Réunion de qualité (critique du 2.01 de The Neighbors)

Réunion de qualité (critique du 2.01 de The Neighbors)

Note de l'auteur

Les Weaver au grand complet vont découvrir le sous-sol de leurs voisins. Photo ABC Studios

Ça, c’est une jolie reprise ! Avec Family Conference, la comédie de ABC s’offre une première rentrée réussie en combinant tous les éléments qui font son charme. De bon augure pour la suite.

À la télé américaine, il y a deux choses que j’aime beaucoup : les épisodes de reprise (je crois que mon esprit critique est légèrement troublé par le plaisir de retrouver un univers connu) et les histoires qui font interagir tous les personnages d’une série.

Dans cette logique, le retour de The Neighbors avait de fortes chances de me séduire. Mais indépendamment de ça, ce qui m’a vraiment plu dans Family Conference, c’est que c’est une bonne histoire. Le genre d’histoire qui met en valeur tous les différents aspects de la série.

Ce que l’épisode raconte ? Les Weaver et leurs voisins découvrent que Reggie Jackson et Amber sortent ensemble. Chez les Zabrovniens comme chez les humains, la circonspection est de mise. Que doivent dire, que doivent penser les adultes face à cette situation ? Si cette nouvelle renvoie Jackie aux difficultés qu’elle a à communiquer avec sa fille, Larry Bird et Jackie Joyner-Kersee décident de convoquer une conférence sur la famille réunissant toutes les parties concernées.

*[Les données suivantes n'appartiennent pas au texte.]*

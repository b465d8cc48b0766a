//! Generic reconciler driving every [`Component`] kind through render and apply.

use std::sync::Arc;

use chrono::Utc;
use futures::{future::ready, StreamExt};
use kube::{
    api::Api,
    client::Client,
    runtime::{
        controller::{self, Action, Controller},
        events::EventType,
    },
    ResourceExt,
};
use tracing::*;

use super::{
    class_filtered, ensure_crd, matches_class, merge_conditions, namespaced_api, object_key, owns_kinds, Context,
};
use crate::api::{ComponentStatus, Condition, StatusPhase, APPLIED_CONDITION, READY_CONDITION};
use crate::apply::{ApplyReport, Applier};
use crate::render::{Component, ManifestKind, RenderContext};
use crate::util::errors::{Error, Result};
use crate::util::status::patch_status;

/// What a finished apply pass means for the CR.
#[derive(Debug, PartialEq)]
pub(crate) struct Verdict {
    pub phase: StatusPhase,
    pub reason: String,
    pub message: String,
    pub conditions: Vec<Condition>,
}

/// Lifts an apply report into conditions and the coarse status.
pub(crate) fn verdict(report: &ApplyReport) -> Verdict {
    if let Some((object, error)) = report.first_error() {
        let reason = error.reason("Apply");
        let message = format!("{object}: {error}");
        return Verdict {
            phase: StatusPhase::Fail,
            conditions: vec![
                Condition::new(APPLIED_CONDITION, false, &reason, message.clone()),
                Condition::new(READY_CONDITION, false, "NotApplied", ""),
            ],
            reason,
            message,
        };
    }
    if !report.is_success() {
        let message = report.summary();
        return Verdict {
            phase: StatusPhase::Fail,
            conditions: vec![
                Condition::new(APPLIED_CONDITION, false, "ApplyError", message.clone()),
                Condition::new(READY_CONDITION, false, "NotApplied", ""),
            ],
            reason: "ApplyError".to_string(),
            message,
        };
    }

    let summary = report.summary();
    if report.deployments_ready {
        Verdict {
            phase: StatusPhase::Ready,
            conditions: vec![
                Condition::new(APPLIED_CONDITION, true, "Applied", summary.clone()),
                Condition::new(READY_CONDITION, true, "Available", "every deployment is available"),
            ],
            reason: "Available".to_string(),
            message: summary,
        }
    } else {
        Verdict {
            phase: StatusPhase::Unknown,
            conditions: vec![
                Condition::new(APPLIED_CONDITION, true, "Applied", summary.clone()),
                Condition::new(READY_CONDITION, false, "Progressing", "waiting for deployments"),
            ],
            reason: "Progressing".to_string(),
            message: summary,
        }
    }
}

async fn write_status<K: Component>(
    ctx: &Context,
    obj: &K,
    phase: StatusPhase,
    reason: String,
    message: String,
    conditions: Vec<Condition>,
) -> Result<()> {
    let current = obj.component_status();
    let previous = current.cloned().unwrap_or_default();
    let status = ComponentStatus {
        conditions: merge_conditions(&previous.conditions, obj.meta().generation, conditions),
        observed_generation: obj.meta().generation,
        status: phase,
        reason,
        message,
        replicas: previous.replicas,
    };
    patch_status(&namespaced_api::<K>(&ctx.client, obj), &obj.name_any(), current, &status).await
}

pub async fn reconcile<K: Component>(obj: Arc<K>, ctx: Arc<Context>) -> Result<Action> {
    let _timer = ctx.metrics.count_and_measure(K::COMPONENT);
    ctx.diagnostics.write().await.last_event = Utc::now();

    if !matches_class(obj.as_ref(), &ctx.config.class_name) {
        debug!("Skipping {} of another class", object_key(obj.as_ref()));
        return Ok(Action::await_change());
    }
    let key = object_key(obj.as_ref());
    info!("Reconciling {}", key);

    let objects = match obj.render(&RenderContext { images: &ctx.images }) {
        Ok(objects) => objects,
        Err(error) => {
            // Render errors stay until the spec changes.
            warn!("Rendering {} failed: {}", key, error);
            ctx.metrics.reconcile_failure(K::COMPONENT, obj.as_ref(), &error);
            let reason = error.reason("Render");
            write_status(
                &ctx,
                obj.as_ref(),
                StatusPhase::Fail,
                reason.clone(),
                error.to_string(),
                vec![
                    Condition::new(APPLIED_CONDITION, false, &reason, error.to_string()),
                    Condition::new(READY_CONDITION, false, "NotApplied", ""),
                ],
            )
            .await?;
            return Ok(Action::await_change());
        }
    };

    let mut report = Applier::new(ctx.client.clone()).apply(obj.as_ref(), objects).await;
    let Verdict {
        phase,
        reason,
        message,
        conditions,
    } = verdict(&report);
    write_status(&ctx, obj.as_ref(), phase, reason, message.clone(), conditions).await?;

    if report.is_transient() {
        if let Some((_, error)) = report.errors.drain(..).find(|(_, e)| e.is_transient()) {
            return Err(error);
        }
    }
    if !report.is_success() {
        ctx.publish_event(obj.as_ref(), EventType::Warning, "ApplyFailed", "Applying", message)
            .await;
        if let Some((_, error)) = report.first_error() {
            ctx.metrics.reconcile_failure(K::COMPONENT, obj.as_ref(), error);
        }
        return Ok(Action::await_change());
    }

    ctx.backoff.reset(&key);
    if report.changed() > 0 {
        ctx.publish_event(obj.as_ref(), EventType::Normal, "Applied", "Applying", message)
            .await;
    }
    Ok(Action::requeue(ctx.config.requeue_period))
}

pub fn error_policy<K: Component>(obj: Arc<K>, error: &Error, ctx: Arc<Context>) -> Action {
    warn!("reconcile failed: {:?}", error);
    ctx.metrics.reconcile_failure(K::COMPONENT, obj.as_ref(), error);
    let delay = error
        .requeue_after()
        .unwrap_or_else(|| ctx.backoff.next_delay(&object_key(obj.as_ref())));
    Action::requeue(delay)
}

/// Every kind a component may render; each one is watched for drift.
pub(crate) const OWNED_KINDS: [ManifestKind; 6] = [
    ManifestKind::Service,
    ManifestKind::ConfigMap,
    ManifestKind::Secret,
    ManifestKind::Certificate,
    ManifestKind::Ingress,
    ManifestKind::Deployment,
];

/// Runs the controller of component kind `K` until shutdown.
pub async fn run<K: Component>(client: Client, ctx: Arc<Context>) {
    ensure_crd::<K>(&client).await;

    let (reader, stream) = class_filtered(Api::<K>::all(client.clone()), ctx.config.class_name.clone());
    let controller = Controller::for_stream(stream, reader)
        .with_config(controller::Config::default().concurrency(ctx.config.concurrency));
    owns_kinds(controller, &client, &OWNED_KINDS)
        .shutdown_on_signal()
        .run(reconcile::<K>, error_policy::<K>, ctx)
        .for_each(|res| {
            if let Err(e) = res {
                debug!("{} controller: {}", K::COMPONENT, e);
            }
            ready(())
        })
        .await;
}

Quand les Zabrovniens organisent le Grenelle de la famille, ça vaut le détour. Photo ABC Studios

Family Conference remet au centre de l’épisode l’argument de départ de la série -la cohabitation d’une famille humaine avec des voisins venus d’une autre planète- tout en le faisant passer à un autre niveau. Réunies dans un étonnant bunker souterrain, les deux familles échangent devant un super-ordinateur qui explore les conséquences d’une union Amber/Reggie, notamment d’un point de vue génétique… Et pour le coup, c’est vraiment drôle.

Mais The Neighbors, c’est aussi une solide comédie familiale. Une comédie où tout ne se termine pas à coups de câlins mais où les émotions suscitées sont très justes et bien amenées. Cette fois-ci, le plus joli passage est offert au téléspectateur par la petite Abbie Weaver. Silhouette discrète la saison dernière, elle bénéficie d’une jolie scène lorsqu’elle parle des treize expressions que l’on peut lire sur le visage de sa sœur aînée. C’est bien écrit, bien joué et ça marche.

La série, enfin, est une savoureuse machine à clins d’œil. Cette fois-ci, au milieu de dialogues toujours très efficaces, les auteurs nous gratifient d’un savoureux hommage à Haute Voltige qui met Toks Olagundoye à l’honneur. Comme elle en a pris l’habitude, l’actrice offre une nouvelle fois une prestation impeccable, pendant que Simon Templeman fait le boulot et que Ian Patrick (Dick Butkus) rend percutantes ses rares interventions.

Authentique épisode choral qui met Amber, Reggie, leur relation et son avenir sur le devant de la scène, Family Conference séduit par son aptitude à établir une hiérarchie des personnages au service du récit, tout en tirant complètement partie de la distribution. Si la saison 2 reste dans cet esprit, on ne va pas s’ennuyer.